De fato, ressalta Bredariol (2001) mais uma vez, não se está fazendo, stricto sensu, uma análise segundo os dilemas da teoria dos jogos, mas apenas ilustrando os possíveis movimentos ou mudanças de posição dos atores ao mesmo tempo em que se vislumbram possibilidades de apoiar a análise de um conflito com base numa teoria matemática, não dos Jogos, mas do Drama. Usando a análise de confronto, pode-se reconhecer que o conflito Via Mangue não teve um caráter cíclico, conforme é apresentado na Figura 19, abaixo.

Figura 19 – Análise de Confrontos

As fases de colocação do problema, construção de uma estrutura comum de referência, clímax, resolução, conflito e implementação de compromissos foram se repetindo.

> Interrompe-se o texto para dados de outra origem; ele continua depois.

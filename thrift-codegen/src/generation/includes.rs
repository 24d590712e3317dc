//! Cross-program references.

use indexmap::IndexSet;
use thriftgen_ast::{Field, Program, Type};

/// Names of the other programs that `program`'s declarations refer to, in
/// order of first reference.
///
/// Backends import exactly these rather than every declared include.
pub fn foreign_programs(program: &Program) -> Vec<String> {
    let mut found = IndexSet::new();
    let current = program.name.as_str();

    for typedef in &program.typedefs {
        collect(&typedef.target, current, &mut found);
    }
    for constant in &program.consts {
        collect(&constant.ty, current, &mut found);
    }
    for def in &program.structs {
        collect_fields(&def.fields, current, &mut found);
    }
    for service in &program.services {
        if let Some(parent) = &service.extends
            && let Some(p) = parent.foreign_program(current)
        {
            found.insert(p.to_string());
        }
        for function in &service.functions {
            collect(&function.returns, current, &mut found);
            collect_fields(&function.arguments, current, &mut found);
            collect_fields(&function.exceptions, current, &mut found);
        }
    }

    found.into_iter().collect()
}

fn collect_fields(fields: &[Field], current: &str, found: &mut IndexSet<String>) {
    for field in fields {
        collect(&field.ty, current, found);
    }
}

fn collect(ty: &Type, current: &str, found: &mut IndexSet<String>) {
    match ty {
        Type::Enum(n) | Type::Struct(n) | Type::Exception(n) => {
            if let Some(p) = n.foreign_program(current) {
                found.insert(p.to_string());
            }
        }
        Type::Typedef {
            program, target, ..
        } => {
            if let Some(p) = program.as_deref().filter(|p| *p != current) {
                found.insert(p.to_string());
            } else {
                collect(target, current, found);
            }
        }
        Type::List { elem } | Type::Set { elem } => collect(elem, current, found),
        Type::Map { key, value } => {
            collect(key, current, found);
            collect(value, current, found);
        }
        _ => {}
    }
}
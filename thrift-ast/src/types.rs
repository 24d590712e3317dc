//! Type references.

use std::fmt;

use serde::{Deserialize, Serialize};

/// A reference to a named definition (struct, exception, enum, typedef or
/// service), optionally qualified by the program that defines it.
///
/// `program` is `None` for definitions in the current program. A program
/// name different from the current one points into an included program.
#[derive(Debug, Clone, PartialEq, Eq, Hash, Serialize, Deserialize)]
pub struct NamedType {
    pub name: String,
    #[serde(default, skip_serializing_if = "Option::is_none")]
    pub program: Option<String>,
}

impl NamedType {
    /// Reference a definition in the current program.
    pub fn local(name: impl Into<String>) -> Self {
        Self {
            name: name.into(),
            program: None,
        }
    }

    /// Reference a definition in another (included) program.
    pub fn external(program: impl Into<String>, name: impl Into<String>) -> Self {
        Self {
            name: name.into(),
            program: Some(program.into()),
        }
    }

    /// Returns the defining program if it differs from `current`.
    pub fn foreign_program<'a>(&'a self, current: &str) -> Option<&'a str> {
        self.program.as_deref().filter(|p| *p != current)
    }
}

impl fmt::Display for NamedType {
    fn fmt(&self, f: &mut fmt::Formatter<'_>) -> fmt::Result {
        match &self.program {
            Some(program) => write!(f, "{}.{}", program, self.name),
            None => f.write_str(&self.name),
        }
    }
}

/// A Thrift type.
///
/// Serialized with an internal `kind` tag, e.g. `{"kind": "i32"}` or
/// `{"kind": "list", "elem": {"kind": "string"}}`.
#[derive(Debug, Clone, PartialEq, Eq, Serialize, Deserialize)]
#[serde(tag = "kind", rename_all = "snake_case")]
pub enum Type {
    Void,
    Bool,
    I8,
    I16,
    I32,
    I64,
    Double,
    String {
        #[serde(default, skip_serializing_if = "std::ops::Not::not")]
        binary: bool,
    },
    Enum(NamedType),
    Struct(NamedType),
    Exception(NamedType),
    Typedef {
        name: String,
        #[serde(default, skip_serializing_if = "Option::is_none")]
        program: Option<String>,
        target: Box<Type>,
    },
    List {
        elem: Box<Type>,
    },
    Set {
        elem: Box<Type>,
    },
    Map {
        key: Box<Type>,
        value: Box<Type>,
    },
}

impl Type {
    pub fn string() -> Self {
        Self::String { binary: false }
    }

    pub fn binary() -> Self {
        Self::String { binary: true }
    }

    pub fn enum_(name: impl Into<String>) -> Self {
        Self::Enum(NamedType::local(name))
    }

    pub fn struct_(name: impl Into<String>) -> Self {
        Self::Struct(NamedType::local(name))
    }

    pub fn exception(name: impl Into<String>) -> Self {
        Self::Exception(NamedType::local(name))
    }

    pub fn typedef(name: impl Into<String>, target: Type) -> Self {
        Self::Typedef {
            name: name.into(),
            program: None,
            target: Box::new(target),
        }
    }

    pub fn list(elem: Type) -> Self {
        Self::List {
            elem: Box::new(elem),
        }
    }

    pub fn set(elem: Type) -> Self {
        Self::Set {
            elem: Box::new(elem),
        }
    }

    pub fn map(key: Type, value: Type) -> Self {
        Self::Map {
            key: Box::new(key),
            value: Box::new(value),
        }
    }

    /// Returns true for `void`.
    pub fn is_void(&self) -> bool {
        matches!(self, Type::Void)
    }

    /// The named definition this type refers to, if any.
    ///
    /// Typedefs are not looked through.
    pub fn named(&self) -> Option<&NamedType> {
        match self {
            Type::Enum(n) | Type::Struct(n) | Type::Exception(n) => Some(n),
            _ => None,
        }
    }
}

impl fmt::Display for Type {
    /// Formats the type in IDL spelling (`map<string,list<i32>>`).
    fn fmt(&self, f: &mut fmt::Formatter<'_>) -> fmt::Result {
        match self {
            Type::Void => f.write_str("void"),
            Type::Bool => f.write_str("bool"),
            Type::I8 => f.write_str("i8"),
            Type::I16 => f.write_str("i16"),
            Type::I32 => f.write_str("i32"),
            Type::I64 => f.write_str("i64"),
            Type::Double => f.write_str("double"),
            Type::String { binary: false } => f.write_str("string"),
            Type::String { binary: true } => f.write_str("binary"),
            Type::Enum(n) | Type::Struct(n) | Type::Exception(n) => write!(f, "{}", n),
            Type::Typedef { name, program, .. } => match program {
                Some(p) => write!(f, "{}.{}", p, name),
                None => f.write_str(name),
            },
            Type::List { elem } => write!(f, "list<{}>", elem),
            Type::Set { elem } => write!(f, "set<{}>", elem),
            Type::Map { key, value } => write!(f, "map<{},{}>", key, value),
        }
    }
}

/// Primitive (base) types after typedef resolution.
#[derive(Debug, Clone, Copy, PartialEq, Eq, Hash)]
pub enum BaseType {
    Bool,
    I8,
    I16,
    I32,
    I64,
    Double,
    String,
    Binary,
}

impl BaseType {
    /// IDL spelling of the base type.
    pub fn as_str(&self) -> &'static str {
        match self {
            BaseType::Bool => "bool",
            BaseType::I8 => "i8",
            BaseType::I16 => "i16",
            BaseType::I32 => "i32",
            BaseType::I64 => "i64",
            BaseType::Double => "double",
            BaseType::String => "string",
            BaseType::Binary => "binary",
        }
    }

    /// Returns true for the integral types.
    pub fn is_integer(&self) -> bool {
        matches!(
            self,
            BaseType::I8 | BaseType::I16 | BaseType::I32 | BaseType::I64
        )
    }
}

#[cfg(test)]
mod tests {
    use super::*;

    #[test]
    fn test_display_idl_spelling() {
        let ty = Type::map(Type::string(), Type::list(Type::I32));
        assert_eq!(ty.to_string(), "map<string,list<i32>>");
        assert_eq!(Type::binary().to_string(), "binary");
        assert_eq!(
            Type::Struct(NamedType::external("shared", "Info")).to_string(),
            "shared.Info"
        );
    }

    #[test]
    fn test_deserialize_tagged() {
        let ty: Type = serde_json::from_str(
            r#"{"kind": "map", "key": {"kind": "string"}, "value": {"kind": "struct", "name": "Point"}}"#,
        )
        .unwrap();
        assert_eq!(ty, Type::map(Type::string(), Type::struct_("Point")));
    }

    #[test]
    fn test_deserialize_typedef_owns_target() {
        let ty: Type = serde_json::from_str(
            r#"{"kind": "typedef", "name": "UserId", "target": {"kind": "i64"}}"#,
        )
        .unwrap();
        assert_eq!(ty, Type::typedef("UserId", Type::I64));
    }

    #[test]
    fn test_foreign_program() {
        let local = NamedType::local("A");
        let same = NamedType::external("tutorial", "A");
        let other = NamedType::external("shared", "A");
        assert_eq!(local.foreign_program("tutorial"), None);
        assert_eq!(same.foreign_program("tutorial"), None);
        assert_eq!(other.foreign_program("tutorial"), Some("shared"));
    }

    #[test]
    fn test_base_type_is_integer() {
        assert!(BaseType::I8.is_integer());
        assert!(BaseType::I64.is_integer());
        assert!(!BaseType::Double.is_integer());
        assert!(!BaseType::Binary.is_integer());
    }
}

A recomendação de, na etapa de colocação do problema, criar um ambiente fechado de informações, jamais se cumpriu, pois surgem novas informações ou denúncias em todo momento. Bredariol (2001) observa que o acesso a informações é uma das principais fontes de poder dos atores em conflito e, toda vez que um dos atores tem acesso a uma informação nova, o conflito tende a voltar ao início.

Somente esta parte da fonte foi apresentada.